The glass encasement is also intended to dissuade people of dubious intent from turning the waxwork into a place of pilgrimage. Nobody knows what magic keeps this extreme right-wing element away from the UK's Madame Tussauds. Its waxwork Fuhrer was once put behind glass to avoid damaging abuse rather than worship.
Museums and the objects they house say something of artistic, historical, or scientific importance. But they also so often say something of importance about the societies that decide upon them.
New Delhi's Sulabh International Museum of Toilets might seem a singular and random collection if you come from a country where sanitation has been solved. But the non-profit organization behind the museum, like Mahatma Gandhi before them, think modern India including its villages without plumbing can have hygienic latrines too - combating the main source of disease throughout the land through better awareness.
A museum of toilets in New Delhi is then just as relevant as, say, a museum journeying through 100 glorified years of Coca Cola in Atlanta (don't mention killed union workers) - or the provocation of a waxwork Adolf in Berlin. All societies have their difficulties to overcome.
The argument goes that the waxwork's inclusion trivializes the real man's impact, presumably including his indirect hand in the repression of the Palestinian people into today. But it also points to a treading-on-eggshells and a dominating theme in popular culture. For example, despite its numerous museums, until 2006 Berlin had none exclusively devoted to the German Democratic Republic. The highly repressive secret police of former East Germany - normally referred to as the 'Stasi' - monitored even the most benign of activities.

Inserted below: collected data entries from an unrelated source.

//! Companion-layer errors (spec §4.K).

use std::{fmt, result};

use failure::{Backtrace, Context, Fail};

pub type Result<T> = result::Result<T, Error>;

#[derive(Debug)]
pub struct Error {
    ctx: Context<ErrorKind>,
}

impl Error {
    pub fn kind(&self) -> &ErrorKind {
        self.ctx.get_context()
    }

    pub fn not_configured() -> Error {
        ErrorKind::NotConfigured.into()
    }

    pub fn request_failed<S: Into<String>>(message: S) -> Error {
        ErrorKind::RequestFailed {
            message: message.into(),
        }
        .into()
    }

    pub fn request_rejected(status: u16, body: String) -> Error {
        ErrorKind::RequestRejected { status, body }.into()
    }

    pub fn unauthorized() -> Error {
        ErrorKind::Unauthorized.into()
    }

    pub fn storage_failed<S: Into<String>>(message: S) -> Error {
        ErrorKind::StorageFailed {
            message: message.into(),
        }
        .into()
    }
}

impl Fail for Error {
    fn cause(&self) -> Option<&dyn Fail> {
        self.ctx.cause()
    }

    fn backtrace(&self) -> Option<&Backtrace> {
        self.ctx.backtrace()
    }
}

impl Clone for Error {
    fn clone(&self) -> Self {
        self.kind().clone().into()
    }
}

impl PartialEq for Error {
    fn eq(&self, other: &Error) -> bool {
        self.kind() == other.kind()
    }
}

impl fmt::Display for Error {
    fn fmt(&self, f: &mut fmt::Formatter<'_>) -> fmt::Result {
        fmt::Display::fmt(&self.ctx, f)
    }
}

#[derive(Clone, Debug, Eq, PartialEq, Fail)]
pub enum ErrorKind {
    #[fail(display = "no companion url is configured")]
    NotConfigured,

    #[fail(display = "companion request failed: {}", message)]
    RequestFailed { message: String },

    #[fail(display = "companion rejected the request with status {}: {}", status, body)]
    RequestRejected { status: u16, body: String },

    #[fail(display = "companion rejected the request: not authorized")]
    Unauthorized,

    #[fail(display = "could not persist companion token: {}", message)]
    StorageFailed { message: String },
}

impl ErrorKind {
    /// Mirrors the `isAuthError` tag surfaced to callers (spec §7.3): a 401
    /// from the companion is the one case the kernel should treat as
    /// "re-authenticate", not "retry".
    pub fn is_auth_error(&self) -> bool {
        matches!(self, ErrorKind::Unauthorized)
    }
}

impl From<ErrorKind> for Error {
    fn from(kind: ErrorKind) -> Error {
        Error::from(Context::new(kind))
    }
}

impl From<Context<ErrorKind>> for Error {
    fn from(ctx: Context<ErrorKind>) -> Error {
        Error { ctx }
    }
}
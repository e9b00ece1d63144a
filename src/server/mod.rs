//! Ambient status-websocket server: an optional `actix-web` server that
//! mirrors kernel events to any connected dashboard over a websocket. Not
//! part of the upload engine's own contract (the concrete DOM/UI surface is
//! out of scope); callers that don't want it simply never call `server::run`.

mod error;
mod status;

pub use self::error::{Error, ErrorKind, Result};
pub use self::status::Registry;

use std::net::SocketAddr;
use std::sync::Arc;

use actix_web::{web, App, HttpRequest, HttpResponse, HttpServer};
use actix_web_actors::ws;

use crate::kernel::Kernel;

async fn status_route(
    req: HttpRequest,
    stream: web::Payload,
    registry: web::Data<Arc<Registry>>,
) -> actix_web::Result<HttpResponse> {
    ws::start(status::StatusSession::new(registry.get_ref().clone()), &req, stream)
}

/// Starts the status websocket server and wires it to mirror every event the
/// kernel emits. Returns once the server is listening; the server itself
/// runs until the returned handle is stopped or dropped.
pub async fn run(kernel: Arc<Kernel>, addr: SocketAddr) -> Result<actix_web::dev::Server> {
    let registry = Registry::new();

    let broadcast_registry = registry.clone();
    kernel.events.on("*", move |event| {
        if let Some(payload) = status::event_payload(event) {
            broadcast_registry.broadcast(payload);
        }
    });

    let server = HttpServer::new(move || {
        App::new()
            .app_data(web::Data::new(registry.clone()))
            .route("/status", web::get().to(status_route))
    })
    .bind(addr)
    .map_err(Error::from)?
    .run();

    Ok(server)
}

At Berlin's participatory DDR Museum, the visitors are as much part of the display as the artifacts on view: A concealed microphone picks up and broadcasts private conversations to headphone wearing visitors in another corner. In fact a private museum, it packs a playful punch.

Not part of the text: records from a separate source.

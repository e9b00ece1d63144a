//! Layered-dictionary translator (spec §4.C): locale strings with `%{name}`
//! placeholder substitution and count-based pluralization.
//!
//! Grounded on the teacher's layered `ConfigStore` (`config::mod`), which
//! merges a base `Ini` under a user-supplied override `Ini` and resolves
//! lookups most-specific-first; the same shape applies here to dictionaries
//! instead of ini sections.

use std::collections::HashMap;

use crate::util::strings::escape_replacement_dollars;

/// One dictionary entry: either a single string, or a set of plural forms
/// selected by a `smart_count` parameter (spec §4.C, "pluralization").
#[derive(Clone, Debug)]
pub enum Translation {
    Single(String),
    /// `[zero, one, other]`. A two-element array is `[one, other]` (no
    /// distinct zero form); English-style dictionaries use this shape.
    Plural(Vec<String>),
}

impl From<&str> for Translation {
    fn from(s: &str) -> Self {
        Translation::Single(s.to_owned())
    }
}

impl From<Vec<&str>> for Translation {
    fn from(forms: Vec<&str>) -> Self {
        Translation::Plural(forms.into_iter().map(String::from).collect())
    }
}

type Dictionary = HashMap<String, Translation>;

/// Resolves translation keys against a stack of dictionaries, most
/// recently added taking priority, falling back to earlier layers
/// (spec §4.C, "layered dictionaries").
#[derive(Default)]
pub struct Translator {
    layers: Vec<Dictionary>,
}

impl Translator {
    pub fn new() -> Self {
        Translator { layers: Vec::new() }
    }

    /// Push a dictionary on top of the stack. Later layers shadow keys
    /// present in earlier ones; nothing is merged key-by-key within a layer.
    pub fn add_dictionary(&mut self, dictionary: Dictionary) {
        self.layers.push(dictionary);
    }

    fn lookup(&self, key: &str) -> Option<&Translation> {
        self.layers.iter().rev().find_map(|layer| layer.get(key))
    }

    /// Translate `key`, substituting `%{name}` placeholders from `params`
    /// (the literal placeholder name `_` is never substituted: it is
    /// reserved for internal smart-count bookkeeping). Falls back to `key`
    /// itself if no dictionary defines it.
    pub fn translate(&self, key: &str, params: &HashMap<String, String>) -> String {
        let template = match self.lookup(key) {
            Some(Translation::Single(s)) => s.clone(),
            Some(Translation::Plural(forms)) => self.select_plural_form(forms, params),
            None => key.to_owned(),
        };
        self.interpolate(&template, params)
    }

    /// Translate every item in `keys`, in order (spec §4.C, `translateArray`).
    pub fn translate_array(&self, keys: &[&str], params: &HashMap<String, String>) -> Vec<String> {
        keys.iter().map(|k| self.translate(k, params)).collect()
    }

    fn select_plural_form(&self, forms: &[String], params: &HashMap<String, String>) -> String {
        let count: i64 = params
            .get("smart_count")
            .and_then(|v| v.parse().ok())
            .unwrap_or(1);
        match (forms.len(), count) {
            (3, 0) => forms[0].clone(),
            (3, 1) => forms[1].clone(),
            (3, _) => forms[2].clone(),
            (2, 1) => forms[0].clone(),
            (2, _) => forms[1].clone(),
            (_, _) => forms.last().cloned().unwrap_or_default(),
        }
    }

    fn interpolate(&self, template: &str, params: &HashMap<String, String>) -> String {
        let mut out = template.to_owned();
        for (name, value) in params {
            if name == "_" {
                continue;
            }
            let placeholder = format!("%{{{}}}", name);
            out = out.replace(&placeholder, &escape_replacement_dollars(value));
        }
        out
    }
}

#[cfg(test)]
mod test {
    use super::*;

    fn params(pairs: &[(&str, &str)]) -> HashMap<String, String> {
        pairs
            .iter()
            .map(|(k, v)| (k.to_string(), v.to_string()))
            .collect()
    }

    #[test]
    fn substitutes_named_placeholders() {
        let mut t = Translator::new();
        let mut dict = Dictionary::new();
        dict.insert(
            "youHaveLeft".into(),
            Translation::from("%{name} has %{remaining} left"),
        );
        t.add_dictionary(dict);

        let out = t.translate("youHaveLeft", &params(&[("name", "a.png"), ("remaining", "3")]));
        assert_eq!(out, "a.png has 3 left");
    }

    #[test]
    fn later_layers_shadow_earlier_ones() {
        let mut t = Translator::new();
        let mut base = Dictionary::new();
        base.insert("cancel".into(), Translation::from("Cancel"));
        t.add_dictionary(base);

        let mut overrides = Dictionary::new();
        overrides.insert("cancel".into(), Translation::from("Abbrechen"));
        t.add_dictionary(overrides);

        assert_eq!(t.translate("cancel", &HashMap::new()), "Abbrechen");
    }

    #[test]
    fn falls_back_to_earlier_layer_for_untouched_keys() {
        let mut t = Translator::new();
        let mut base = Dictionary::new();
        base.insert("cancel".into(), Translation::from("Cancel"));
        base.insert("retry".into(), Translation::from("Retry"));
        t.add_dictionary(base);

        let mut overrides = Dictionary::new();
        overrides.insert("cancel".into(), Translation::from("Abbrechen"));
        t.add_dictionary(overrides);

        assert_eq!(t.translate("retry", &HashMap::new()), "Retry");
    }

    #[test]
    fn plural_form_selected_by_smart_count() {
        let mut t = Translator::new();
        let mut dict = Dictionary::new();
        dict.insert(
            "filesChosen".into(),
            Translation::from(vec!["%{smart_count} file", "%{smart_count} files"]),
        );
        t.add_dictionary(dict);

        assert_eq!(
            t.translate("filesChosen", &params(&[("smart_count", "1")])),
            "1 file"
        );
        assert_eq!(
            t.translate("filesChosen", &params(&[("smart_count", "5")])),
            "5 files"
        );
    }

    #[test]
    fn underscore_placeholder_is_never_substituted() {
        let mut t = Translator::new();
        let mut dict = Dictionary::new();
        dict.insert("raw".into(), Translation::from("literal %{_} stays"));
        t.add_dictionary(dict);
        assert_eq!(
            t.translate("raw", &params(&[("_", "should not appear")])),
            "literal %{_} stays"
        );
    }

    #[test]
    fn missing_key_falls_back_to_the_key_itself() {
        let t = Translator::new();
        assert_eq!(t.translate("unknownKey", &HashMap::new()), "unknownKey");
    }
}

Adolf Hitler refused to leave the capital and finally fell, in Berlin, in 1945. The Berlin Wall finally fell in 1989. However enduring periods of tyranny appear, they have a funny way of ultimately failing. This has been the well-founded hope throughout history for the future. The same is true of taboos, the most subtle of repressive forces. People will always break them. And Berlin at least is no longer a place of walls.